Why are gold stocks not on your Top 10 list?
We had them for quite some time. We are seeing a softer seasonality. We are seeing a stalling format. They’re fine. But if you look at our ranking process, other things are coming up.
How about how about oil stocks? How do they rank?
In our matrix process, the energy sector is one of the weakest sectors from a breadth perspective.
The only names that are coming up are the midstream stocks and pipelines, Enbridge ENB-T, TC Energy TRP-T, Pembina Pipeline PPL-T, Gibson Energy GEI-T, and Keyera KEY-T. That makes sense because of the dividend yield narrative.
Is there a commodity that is looking interesting to you?
Copper has certainly reversed its course. We believe the economic stimulus measures taken by China is likely to have a trickle effect for a lot of commodities, copper being number one on that front. And we’re already seeing that with Ivanhoe Mines IVN-T or Capstone Copper CS-T, which is in our Top 10 basket, they are showing positive absolute and relative performance in our process.
Any stock or stocks where further price weakness arising from tax-loss selling would represent a potential buying opportunity?
Nutrien NTR-T would be one of those stocks because it’s a very deeply oversold name and may be susceptible to tax-loss selling.
To your point, it would not be a bad idea to use the tax-loss selling in some of the TSX Index members, Nutrien, Parkland Fuel PKI-T or Magna MG-T, as opportunistic buys perhaps.
We don’t have a lot of tax-loss candidates this year. Many of the TSX Index members have worked in 2024.
Broadly speaking, what are your overall thoughts on U.S. megacap stocks?
If there is a cyclical rotation that may be taking hold, in our opinion, you probably want to assume those megacap stocks should pause.

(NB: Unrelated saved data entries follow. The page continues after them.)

//! Per-seed metric trajectories over time, and their alignment across
//! seeds by snapshot index.

use std::{collections::BTreeMap, fmt::Display};

use kstring::KString;

use crate::{
    bounds::{bounds, DisplayRange, DomainClamp, InsufficientDataError},
    debug,
    sample::{finite, required_str, Attributes, MalformedRecordError},
    stats::{self, Quartiles, SampleStats},
    store::{IngestReport, SampleFilter},
};

/// One validated point of a trajectory.
#[derive(Debug, Clone, Copy, PartialEq)]
pub struct SnapshotPoint {
    /// Position in the series, starting at 0
    pub index: usize,
    /// Elapsed time in seconds
    pub time: f64,
    pub value: f64,
}

/// A trajectory point as read; `index` is absent for sources that
/// give the points in order without numbering them.
#[derive(Debug, Clone, Copy, PartialEq)]
pub struct RawSnapshotPoint {
    pub index: Option<u64>,
    pub time: f64,
    pub value: f64,
}

/// An unvalidated trajectory.
#[derive(Debug, Clone, Default, PartialEq)]
pub struct SnapshotRecord {
    pub problem: Option<KString>,
    pub instance: Option<KString>,
    pub solver: Option<KString>,
    pub seed: Option<u64>,
    pub metric_name: Option<KString>,
    pub attributes: Attributes,
    pub points: Vec<RawSnapshotPoint>,
}

/// One seed's trajectory for one (instance, solver, metric). The
/// point at position `i` has index `i`.
#[derive(Debug, Clone, PartialEq)]
pub struct SnapshotSeries {
    pub problem: KString,
    pub instance: KString,
    pub solver: KString,
    pub seed: u64,
    pub metric_name: KString,
    pub attributes: Attributes,
    pub points: Vec<SnapshotPoint>,
}

impl SnapshotSeries {
    pub fn len(&self) -> usize {
        self.points.len()
    }

    pub fn is_empty(&self) -> bool {
        self.points.is_empty()
    }
}

impl TryFrom<SnapshotRecord> for SnapshotSeries {
    type Error = MalformedRecordError;

    fn try_from(record: SnapshotRecord) -> Result<Self, Self::Error> {
        let SnapshotRecord {
            problem,
            instance,
            solver,
            seed,
            metric_name,
            attributes,
            points,
        } = record;
        let points = points
            .into_iter()
            .enumerate()
            .map(|(expected, RawSnapshotPoint { index, time, value })| {
                if let Some(found) = index {
                    if found != expected as u64 {
                        return Err(MalformedRecordError::SnapshotIndex { expected, found });
                    }
                }
                Ok(SnapshotPoint {
                    index: expected,
                    time: finite("snapshot time", time)?.raw(),
                    value: finite("metric value", value)?.raw(),
                })
            })
            .collect::<Result<Vec<_>, _>>()?;
        Ok(SnapshotSeries {
            problem: required_str("problem", problem)?,
            instance: required_str("instance", instance)?,
            solver: required_str("solver", solver)?,
            seed: seed.ok_or(MalformedRecordError::MissingField("seed"))?,
            metric_name: required_str("metric name", metric_name)?,
            attributes,
            points,
        })
    }
}

#[derive(Debug, Clone, Default)]
pub struct SnapshotStore {
    series: Vec<SnapshotSeries>,
}

impl SnapshotStore {
    pub fn new() -> Self {
        Self::default()
    }

    pub fn ingest(
        &mut self,
        record: SnapshotRecord,
    ) -> Result<&SnapshotSeries, MalformedRecordError> {
        self.series.push(record.try_into()?);
        Ok(self.series.last().expect("just pushed"))
    }

    /// Ingest all records; a record with any bad point is skipped as
    /// a whole and reported.
    pub fn ingest_all<O: Display>(
        &mut self,
        records: impl IntoIterator<Item = (O, Result<SnapshotRecord, MalformedRecordError>)>,
    ) -> IngestReport {
        let mut report = IngestReport::default();
        for (origin, record) in records {
            let result = record.and_then(|record| self.ingest(record).map(|_| ()));
            report.add(origin, result);
        }
        report
    }

    /// In ingestion order.
    pub fn query<'s, 'f>(
        &'s self,
        filter: &'f SampleFilter,
    ) -> impl Iterator<Item = &'s SnapshotSeries> + 'f
    where
        's: 'f,
    {
        self.series.iter().filter(|s| {
            filter.matches_run(&s.problem, &s.instance, &s.solver, s.seed, &s.metric_name)
        })
    }

    pub fn series(&self) -> &[SnapshotSeries] {
        &self.series
    }

    pub fn is_empty(&self) -> bool {
        self.series.is_empty()
    }
}

/// The summary of all seeds' values at one snapshot index.
#[derive(Debug, Clone, PartialEq)]
pub struct AlignedBand {
    pub index: usize,
    pub mean_time: f64,
    pub mean_value: f64,
    pub quartiles: Quartiles,
    /// The number of series reaching this index
    pub contributing: usize,
}

/// Align `series` by snapshot index (no interpolation over time). The
/// band at index `k` is computed from all series with more than `k`
/// points, so there is one band per index up to the longest series.
pub fn align(series: &[&SnapshotSeries]) -> Vec<AlignedBand> {
    let max_len = series.iter().map(|s| s.len()).max().unwrap_or(0);
    (0..max_len)
        .map(|index| {
            let (times, values): (Vec<f64>, Vec<f64>) = series
                .iter()
                .filter_map(|s| s.points.get(index))
                .map(|p| (p.time, p.value))
                .unzip();
            let contributing = values.len();
            // At least the longest series contributes, and points are
            // finite.
            let mean_time = stats::mean(times).expect("non-empty");
            let value_stats = SampleStats::from_values(values).expect("non-empty finite values");
            AlignedBand {
                index,
                mean_time,
                mean_value: value_stats.mean,
                quartiles: value_stats.quartiles,
                contributing,
            }
        })
        .collect()
}

/// The aligned bands of one solver for one metric, with the data
/// needed to scale a plot of them.
#[derive(Debug, Clone, PartialEq)]
pub struct AlignedCurve {
    pub solver: KString,
    pub metric_name: KString,
    pub bands: Vec<AlignedBand>,
    /// The largest elapsed time of any point
    pub max_time: f64,
    /// Over all point values, clamped to the metric's domain
    pub value_range: DisplayRange,
}

impl AlignedCurve {
    pub fn from_series(
        solver: KString,
        metric_name: KString,
        series: &[&SnapshotSeries],
        domain: Option<DomainClamp>,
    ) -> Result<Self, InsufficientDataError> {
        let points = || series.iter().flat_map(|s| s.points.iter());
        let value_range = bounds(points().map(|p| p.value), domain)?;
        let max_time = points().map(|p| p.time).fold(f64::NEG_INFINITY, f64::max);
        Ok(AlignedCurve {
            solver,
            metric_name,
            bands: align(series),
            max_time,
            value_range,
        })
    }
}

/// One curve per solver (sorted by solver) over all instances and
/// seeds stored for `metric_name`. Series without points are left
/// out, so a solver with only empty series gets no curve.
pub fn aligned_curves(
    store: &SnapshotStore,
    metric_name: &str,
    domain: Option<DomainClamp>,
) -> Result<Vec<AlignedCurve>, InsufficientDataError> {
    let filter = SampleFilter::metric(metric_name);
    let mut by_solver: BTreeMap<&KString, Vec<&SnapshotSeries>> = BTreeMap::new();
    for series in store.query(&filter) {
        if series.is_empty() {
            debug!(
                "{metric_name}: empty series for {} {} seed {}, left out",
                series.instance, series.solver, series.seed
            );
            continue;
        }
        by_solver.entry(&series.solver).or_default().push(series);
    }
    if by_solver.is_empty() {
        return Err(InsufficientDataError);
    }
    by_solver
        .into_iter()
        .map(|(solver, series)| {
            AlignedCurve::from_series(
                solver.clone(),
                KString::from_ref(metric_name),
                &series,
                domain,
            )
        })
        .collect()
}
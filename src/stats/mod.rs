//! Descriptive statistics over floating point samples (count, mean,
//! sample standard deviation, extremes and quartiles).
//!
//! All results are computed from the sorted values, thus do not
//! depend on the order in which the samples are given, down to the
//! last bit.

pub mod quantiles;

use num_traits::{Pow, Zero};

use crate::stats::quantiles::exclusive_cut_points;

/// We cut into 4 sections, i.e. report quartiles; the middle cut
/// point is the median.
pub const QUANTILE_SECTIONS: usize = 4;

#[derive(thiserror::Error, Debug, Clone, PartialEq)]
pub enum StatsError {
    #[error("no inputs given")]
    NoInputs,
    #[error("non-finite input value {0}")]
    NonFinite(f64),
}

/// The three quartile cut points of a sample.
#[derive(Debug, Clone, Copy, PartialEq, serde::Serialize)]
pub struct Quartiles {
    pub q0: f64,
    /// The median
    pub q1: f64,
    pub q2: f64,
}

#[derive(Debug, Clone, PartialEq)]
pub struct SampleStats {
    pub num_values: usize,
    pub mean: f64,
    /// Sample standard deviation (n - 1 denominator), 0 for a single
    /// value.
    pub stddev: f64,
    pub min: f64,
    pub max: f64,
    pub quartiles: Quartiles,
}

impl SampleStats {
    /// (Needs to own `vals` for sorting, internally.)
    pub fn from_values(mut vals: Vec<f64>) -> Result<Self, StatsError> {
        let num_values = vals.len();
        if num_values.is_zero() {
            return Err(StatsError::NoInputs);
        }
        if let Some(x) = vals.iter().find(|x| !x.is_finite()) {
            return Err(StatsError::NonFinite(*x));
        }
        vals.sort_by(f64::total_cmp);

        let mean = vals.iter().sum::<f64>() / num_values as f64;

        let stddev = if num_values == 1 {
            0.
        } else {
            let sum_squared_error: f64 = vals.iter().map(|x| (x - mean).pow(2)).sum();
            (sum_squared_error / (num_values - 1) as f64).sqrt()
        };

        // QUANTILE_SECTIONS - 1 == 3 cut points
        let cuts = exclusive_cut_points::<QUANTILE_SECTIONS>(&vals);
        let quartiles = Quartiles {
            q0: cuts[0],
            q1: cuts[1],
            q2: cuts[2],
        };

        Ok(SampleStats {
            num_values,
            mean,
            stddev,
            min: vals[0],
            max: vals[num_values - 1],
            quartiles,
        })
    }

    pub fn median(&self) -> f64 {
        self.quartiles.q1
    }
}

/// Mean of values that are known to be finite and non-empty; sorted
/// first, for order independence.
pub fn mean(mut vals: Vec<f64>) -> Result<f64, StatsError> {
    if vals.is_empty() {
        return Err(StatsError::NoInputs);
    }
    vals.sort_by(f64::total_cmp);
    Ok(vals.iter().sum::<f64>() / vals.len() as f64)
}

I don’t see a major detrending bias for them, because I still think the narrative of quality and large cap leadership is still the right market call. And not to mention given their weightings in the S&P 500, I think that the U.S. megacaps need to be able to follow through in order to carry the Index higher going into the first half of next year.
But I do think there are early signs of a cyclical rotation in the market that are beginning to favour basic materials and industrials. I hear from a lot of professional technology experts that industrials in the U.S. may benefit with the AI narrative.
I like the industrials in the U.S. There is an infrastructure ETF in the U.S., PAVE ETF, that has plenty of stronger technical ranking members in its constituents.
Returns in October have been mixed for the TSX Composite Index. What does your analysis reveal?
It’s positive 60 per cent of the time over the past 10 years, 63 per cent of the time over the past 30 years. So, I would say it’s mixed, but it becomes more of a 50/50 hit rate with a median return of 0.39 per cent if we look at October following a very strong September and that’s what we had this past month.
How do the months after October fare?
You’re running at almost 70 per cent plus positive as you go into year end. So, I think odds would be in our favour to approach equities as a buying opportunity, both in the U.S. and Canada, if we get a pullback for whatever reason.
Is there anything I did not ask you that think is important to cover in this Q&A?
I would say it’s very important for one to be able to build a process that can be validated, that can give some confidence to the decision-making process. I would say a process is a good thing.
It’s good to have a story for a stock but it also should be validated by a process because with your process, you can always go back and see why it didn’t work, why it’s not working. Whereas with stories you really can’t. You end up with biases when you have only stories behind a stock pitch.